8. AI Hype, Labor, and Job Displacement
(32:56–38:17)
- Polarized AI debate: Hayes situates himself as a “lame centrist” amid AI “doomers and boomers.” He worries about the real risks: mass labor displacement, and a lack of “first principles” thinking about what work (and society) should look like in the automation age.
- Chris Hayes: “All of these jobs that people have right now...the world in which those are automated in a relatively short period of time is gonna cause some pretty profound dislocation.” (33:43)
- Left’s response: Part of the left resists even admitting these risks, not wanting to “cede to their propaganda.” Hayes calls for meaningful regulation and grassroots resistance.
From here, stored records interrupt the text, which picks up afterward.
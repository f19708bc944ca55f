//! All-pairs collision scan.
//!
//! For each layer, in order: first every ordered pair of distinct collidables
//! inside the layer, then every collidable of the layer against every
//! collidable of each other layer. Both directions of a pair are tested
//! independently and both reactions fire when both tests pass; nothing is
//! deduplicated.
//!
//! Cost is O(n^2) in the total number of collidables per frame. That is the
//! scaling limit of this engine; it targets small scenes. The visiting order is
//! part of the observable behavior (`on_collide` side effects interleave in
//! exactly this order), so it must not be swapped for a broad phase.

use super::entity::{CallbackError, Collidable};
use super::layer::{split_pair, Layer};

/// Scan failure: which layer's pass was running and what the callback returned.
#[derive(Debug)]
pub(crate) struct ScanFailure {
    pub layer: String,
    pub source: CallbackError,
}

impl ScanFailure {
    fn new(layer: &Layer, source: CallbackError) -> Self {
        Self {
            layer: layer.name().to_string(),
            source,
        }
    }
}

/// Runs one full scan and returns how many `on_collide` notifications fired.
/// The first failing `on_collide` aborts the rest of the scan.
pub(crate) fn scan(layers: &mut [Layer]) -> Result<usize, ScanFailure> {
    let mut fired = 0;
    for outer in 0..layers.len() {
        match scan_within(&mut layers[outer]) {
            Ok(count) => fired += count,
            Err(source) => return Err(ScanFailure::new(&layers[outer], source)),
        }

        for other in 0..layers.len() {
            let Some((source_layer, target_layer)) = split_pair(layers, outer, other) else {
                continue;
            };
            match scan_between(source_layer, target_layer) {
                Ok(count) => fired += count,
                Err(source) => return Err(ScanFailure::new(source_layer, source)),
            }
        }
    }
    Ok(fired)
}

fn scan_within(layer: &mut Layer) -> Result<usize, CallbackError> {
    let count = layer.collidable_count();
    let mut fired = 0;
    for source in 0..count {
        for target in 0..count {
            let Some((source, target)) = layer.collidable_pair(source, target) else {
                continue;
            };
            fired += notify(source, target)?;
        }
    }
    Ok(fired)
}

fn scan_between(source_layer: &mut Layer, target_layer: &Layer) -> Result<usize, CallbackError> {
    let mut fired = 0;
    for source in 0..source_layer.collidable_count() {
        for target in 0..target_layer.collidable_count() {
            let (Some(source), Some(target)) = (
                source_layer.collidable_mut(source),
                target_layer.collidable(target),
            ) else {
                continue;
            };
            fired += notify(source, target)?;
        }
    }
    Ok(fired)
}

fn notify(source: &mut dyn Collidable, target: &dyn Collidable) -> Result<usize, CallbackError> {
    if !source.collides_with(target) {
        return Ok(0);
    }
    source.on_collide(target)?;
    Ok(1)
}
- Chris Hayes: “If all these jobs were automatable...what do we want people doing? What does society do?...This calls for some real first principles thinking.” (37:52)
- Personal LLM use: Hayes shares practical research cases but notes, “it’s just manifestly getting better. Like obviously.” (35:18)
9. Control, Alt, Delete: Technology Hits and Misses
(39:58–43:37)
- Quickfire game:
- Control: AI. (“I guess I trust myself maybe more than Sam Altman…if I could control it, I’d figure out a humane method.” (40:28))
- Alt (alter): Internet search—to make it work again. (“It was, I think, the quality of the product…has gotten so bad.” (41:02))
- Delete: Cell phone calls. Hayes laments poor audio quality and the loss of “side tone,” which makes landline calls superior for communication. (“The highest level of failure that we tolerate from any technology in our lives.” (41:40))
Memorable Quotes
-
On today’s news deluge:
"It is like brain melting, mind numbing, reality warping kind of pace of news."
— Katie Drummond (05:02) -
On content as imperial performance:
"They perform aggression, war, imperialism, foreign policy, all as content, all as means of gaining attention, holding attention."
— Chris Hayes (07:03) -
On the challenge of being a journalist today:
"Every piece of content is at every moment pitted against every other piece of content ever created."
— Chris Hayes (18:05) -
On AI’s rapid progress:
"It’s just manifestly getting better. Like obviously, I mean just like this idea that it’s not is insane."
— Chris Hayes (35:18) -
On regulating AI and social order:
"If all these jobs were automatable...what do we want people doing? What does society do? Like, we’re just locked into, like, where are the good jobs going to be?"
— Chris Hayes (37:52) -
On Internet Search:
“I would love to alter Internet search so that it works again.…it was, I think the quality…has gotten so bad."
— Chris Hayes (40:48) -
On technology frustration:
"I just...want to get rid of cell phone calls and replace them with landline quality calls. I find cell phone...is the highest level of failure that we tolerate from any technology in our lives."
— Chris Hayes (41:40)
Timestamps for Important Segments
- 00:01:33: Start of interview, show context
- 00:03:21: Chris Hayes’ Wired fandom, early days of techno-counterculture
- 00:05:02: Current moment: news overload, war, Trump’s attention domination
- 00:09:34: Journalists’ challenge: how to cover the urgent without being manipulated
- 00:12:27: Commodifying attention—history and implications
- 00:15:04: The algorithmic attention economy and vertical video
- 00:18:53: Political communication, attention deficits, post-TV-ad strategy
- 00:25:29: Tech’s new relationship with government; AI’s political/financial pressure
- 00:32:56: AI boom/bust, labor fears, and left’s responses
- 00:39:58: "Control, Alt, Delete" rapid-fire game
Tone & Notable Moments
- The conversation is deeply analytical but friendly; Hayes brings wit, historical context, and critique without spiraling into cynicism.
- Multiple moments of mutual laughter and rueful acknowledgment of the absurdities of modern media and politics.
- Katie’s closing “I really applaud that” (re: side tone and phone calls) signals a note of wry hopefulness and camaraderie.
Final Notes
This episode is essential listening for anyone interested in the modern media environment, political communication, and the collision between technology and society. Hayes’ mix of historical perspective, lived experience, and contemporary analysis—framed by Drummond’s incisive questions—offers both a primer and a provocation on urgency, attention, and power in 2026.